START Provided records

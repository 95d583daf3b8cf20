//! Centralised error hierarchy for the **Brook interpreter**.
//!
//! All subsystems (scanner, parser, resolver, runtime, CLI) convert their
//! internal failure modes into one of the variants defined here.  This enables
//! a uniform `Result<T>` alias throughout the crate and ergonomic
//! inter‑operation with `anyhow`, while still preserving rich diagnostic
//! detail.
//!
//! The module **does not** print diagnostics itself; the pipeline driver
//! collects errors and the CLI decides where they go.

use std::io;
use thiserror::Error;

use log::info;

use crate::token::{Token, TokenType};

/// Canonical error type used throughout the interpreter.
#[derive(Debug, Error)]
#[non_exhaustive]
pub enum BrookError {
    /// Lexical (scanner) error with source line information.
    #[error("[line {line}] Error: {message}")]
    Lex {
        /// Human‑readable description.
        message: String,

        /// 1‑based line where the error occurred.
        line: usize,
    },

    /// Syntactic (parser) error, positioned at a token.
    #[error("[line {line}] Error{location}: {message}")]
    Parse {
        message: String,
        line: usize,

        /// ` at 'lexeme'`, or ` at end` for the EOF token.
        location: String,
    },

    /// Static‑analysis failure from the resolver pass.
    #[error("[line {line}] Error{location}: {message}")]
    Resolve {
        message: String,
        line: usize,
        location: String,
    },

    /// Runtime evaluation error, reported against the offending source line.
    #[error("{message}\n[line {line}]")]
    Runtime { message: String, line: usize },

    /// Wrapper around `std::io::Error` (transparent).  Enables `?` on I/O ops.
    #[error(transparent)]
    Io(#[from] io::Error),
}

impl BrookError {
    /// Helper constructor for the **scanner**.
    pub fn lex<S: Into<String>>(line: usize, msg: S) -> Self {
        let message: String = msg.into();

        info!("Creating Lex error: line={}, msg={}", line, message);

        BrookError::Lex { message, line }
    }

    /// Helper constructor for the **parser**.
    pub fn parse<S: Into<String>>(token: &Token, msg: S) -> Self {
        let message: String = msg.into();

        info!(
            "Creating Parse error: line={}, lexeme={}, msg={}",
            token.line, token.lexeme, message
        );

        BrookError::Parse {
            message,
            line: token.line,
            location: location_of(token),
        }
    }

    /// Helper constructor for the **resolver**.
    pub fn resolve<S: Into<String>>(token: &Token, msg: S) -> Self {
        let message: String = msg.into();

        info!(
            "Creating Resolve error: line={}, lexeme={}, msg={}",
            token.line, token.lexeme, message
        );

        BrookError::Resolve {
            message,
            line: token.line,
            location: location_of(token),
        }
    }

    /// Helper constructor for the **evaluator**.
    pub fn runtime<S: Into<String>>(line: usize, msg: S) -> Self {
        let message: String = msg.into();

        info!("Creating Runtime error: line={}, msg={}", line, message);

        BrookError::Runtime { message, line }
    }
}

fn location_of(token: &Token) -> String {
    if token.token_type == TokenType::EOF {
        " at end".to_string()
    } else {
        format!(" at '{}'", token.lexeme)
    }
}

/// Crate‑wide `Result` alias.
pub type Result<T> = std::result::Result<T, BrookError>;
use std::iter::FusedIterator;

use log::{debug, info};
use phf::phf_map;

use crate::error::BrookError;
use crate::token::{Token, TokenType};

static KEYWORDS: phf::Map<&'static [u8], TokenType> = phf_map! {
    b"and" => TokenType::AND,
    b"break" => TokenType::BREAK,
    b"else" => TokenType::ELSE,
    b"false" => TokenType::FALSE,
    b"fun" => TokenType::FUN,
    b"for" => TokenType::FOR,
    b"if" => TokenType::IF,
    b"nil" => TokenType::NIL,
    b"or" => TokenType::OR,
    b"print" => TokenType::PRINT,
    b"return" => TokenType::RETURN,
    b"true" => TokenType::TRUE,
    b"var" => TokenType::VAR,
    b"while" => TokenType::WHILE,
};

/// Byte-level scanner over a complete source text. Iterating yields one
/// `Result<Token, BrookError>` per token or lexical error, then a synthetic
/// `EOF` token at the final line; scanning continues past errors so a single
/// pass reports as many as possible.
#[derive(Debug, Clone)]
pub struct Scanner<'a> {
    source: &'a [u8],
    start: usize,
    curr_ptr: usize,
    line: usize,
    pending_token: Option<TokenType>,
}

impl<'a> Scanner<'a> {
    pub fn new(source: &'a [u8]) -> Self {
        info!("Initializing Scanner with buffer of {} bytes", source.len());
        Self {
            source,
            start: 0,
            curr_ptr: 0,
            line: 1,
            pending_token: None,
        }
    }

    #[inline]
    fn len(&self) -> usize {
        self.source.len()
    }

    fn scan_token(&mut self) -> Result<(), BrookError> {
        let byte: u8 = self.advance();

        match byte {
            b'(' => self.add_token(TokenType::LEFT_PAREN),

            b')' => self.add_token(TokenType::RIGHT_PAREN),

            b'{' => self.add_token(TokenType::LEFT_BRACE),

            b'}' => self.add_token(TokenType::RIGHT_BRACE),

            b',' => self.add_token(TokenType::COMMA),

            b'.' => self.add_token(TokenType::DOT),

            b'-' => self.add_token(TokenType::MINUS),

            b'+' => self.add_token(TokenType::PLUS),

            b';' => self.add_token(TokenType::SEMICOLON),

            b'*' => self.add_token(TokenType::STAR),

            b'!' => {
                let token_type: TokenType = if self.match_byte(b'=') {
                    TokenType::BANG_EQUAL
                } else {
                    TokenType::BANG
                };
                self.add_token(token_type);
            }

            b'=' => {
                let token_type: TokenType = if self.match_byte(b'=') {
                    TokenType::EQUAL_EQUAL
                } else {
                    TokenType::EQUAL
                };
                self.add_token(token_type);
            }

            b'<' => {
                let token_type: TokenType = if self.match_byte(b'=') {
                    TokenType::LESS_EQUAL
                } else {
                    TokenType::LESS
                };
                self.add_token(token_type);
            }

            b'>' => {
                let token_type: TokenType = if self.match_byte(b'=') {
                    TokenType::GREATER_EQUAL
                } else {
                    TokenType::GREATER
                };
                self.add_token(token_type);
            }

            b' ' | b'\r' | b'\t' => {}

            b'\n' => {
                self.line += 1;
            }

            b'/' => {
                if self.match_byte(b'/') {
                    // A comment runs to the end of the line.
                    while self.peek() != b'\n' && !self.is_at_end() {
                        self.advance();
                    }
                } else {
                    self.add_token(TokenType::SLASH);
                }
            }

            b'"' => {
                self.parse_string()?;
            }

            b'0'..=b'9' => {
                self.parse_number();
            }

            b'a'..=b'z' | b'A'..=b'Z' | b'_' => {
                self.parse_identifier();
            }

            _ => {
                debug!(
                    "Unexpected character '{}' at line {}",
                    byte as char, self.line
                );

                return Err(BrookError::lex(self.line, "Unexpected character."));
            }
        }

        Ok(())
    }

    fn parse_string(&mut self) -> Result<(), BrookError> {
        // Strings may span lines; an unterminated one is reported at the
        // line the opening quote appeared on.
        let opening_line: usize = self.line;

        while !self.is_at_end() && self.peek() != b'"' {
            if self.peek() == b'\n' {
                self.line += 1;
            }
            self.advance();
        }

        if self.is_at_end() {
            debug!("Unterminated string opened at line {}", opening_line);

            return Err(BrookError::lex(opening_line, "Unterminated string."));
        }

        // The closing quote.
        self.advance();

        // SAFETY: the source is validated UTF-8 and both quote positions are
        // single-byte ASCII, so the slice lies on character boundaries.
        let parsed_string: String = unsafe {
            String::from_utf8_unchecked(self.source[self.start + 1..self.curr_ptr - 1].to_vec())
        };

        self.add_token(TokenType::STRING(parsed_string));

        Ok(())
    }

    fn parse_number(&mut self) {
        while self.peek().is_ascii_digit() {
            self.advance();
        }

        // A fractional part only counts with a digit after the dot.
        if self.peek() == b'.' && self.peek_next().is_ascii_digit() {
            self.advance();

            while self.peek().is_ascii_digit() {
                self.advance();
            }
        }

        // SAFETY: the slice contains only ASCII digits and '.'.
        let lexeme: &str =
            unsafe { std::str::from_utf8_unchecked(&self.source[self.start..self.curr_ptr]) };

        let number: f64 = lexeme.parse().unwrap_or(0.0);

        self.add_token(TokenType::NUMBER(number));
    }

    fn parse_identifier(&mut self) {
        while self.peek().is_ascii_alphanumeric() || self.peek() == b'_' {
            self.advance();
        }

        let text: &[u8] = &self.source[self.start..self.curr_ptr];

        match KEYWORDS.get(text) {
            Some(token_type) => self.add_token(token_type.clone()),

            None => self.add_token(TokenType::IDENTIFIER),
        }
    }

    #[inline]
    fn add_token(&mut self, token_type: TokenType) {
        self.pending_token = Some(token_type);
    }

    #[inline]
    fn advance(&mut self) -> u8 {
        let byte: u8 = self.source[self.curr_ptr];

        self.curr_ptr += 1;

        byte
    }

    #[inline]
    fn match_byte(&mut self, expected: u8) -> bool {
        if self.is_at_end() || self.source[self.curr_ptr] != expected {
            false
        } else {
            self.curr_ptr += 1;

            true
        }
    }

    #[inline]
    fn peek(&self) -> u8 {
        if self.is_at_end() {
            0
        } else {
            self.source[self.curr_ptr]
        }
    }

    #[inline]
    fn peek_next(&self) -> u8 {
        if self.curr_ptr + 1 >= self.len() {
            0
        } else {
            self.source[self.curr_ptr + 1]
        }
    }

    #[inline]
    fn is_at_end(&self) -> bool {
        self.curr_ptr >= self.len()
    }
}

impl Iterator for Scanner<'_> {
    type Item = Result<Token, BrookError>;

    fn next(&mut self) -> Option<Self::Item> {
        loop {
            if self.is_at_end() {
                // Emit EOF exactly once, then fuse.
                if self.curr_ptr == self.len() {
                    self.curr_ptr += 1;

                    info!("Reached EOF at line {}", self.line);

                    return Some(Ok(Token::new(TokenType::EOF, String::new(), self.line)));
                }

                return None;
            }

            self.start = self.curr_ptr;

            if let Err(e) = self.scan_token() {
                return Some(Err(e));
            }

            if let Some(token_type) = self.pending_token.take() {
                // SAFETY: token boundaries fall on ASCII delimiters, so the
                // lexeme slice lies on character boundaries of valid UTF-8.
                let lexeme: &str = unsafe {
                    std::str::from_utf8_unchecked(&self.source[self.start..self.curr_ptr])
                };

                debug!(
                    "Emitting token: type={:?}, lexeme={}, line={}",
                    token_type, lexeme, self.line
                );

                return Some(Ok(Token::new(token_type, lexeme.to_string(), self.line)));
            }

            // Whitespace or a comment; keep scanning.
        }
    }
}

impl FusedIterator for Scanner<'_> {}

END Provided records

Your objective >> Take the word "SAFETY" and find each line of the material that contains it. Copy those lines.

Expected answer >>
        // SAFETY: the source is validated UTF-8 and both quote positions are
        // SAFETY: the slice contains only ASCII digits and '.'.
                // SAFETY: token boundaries fall on ASCII delimiters, so the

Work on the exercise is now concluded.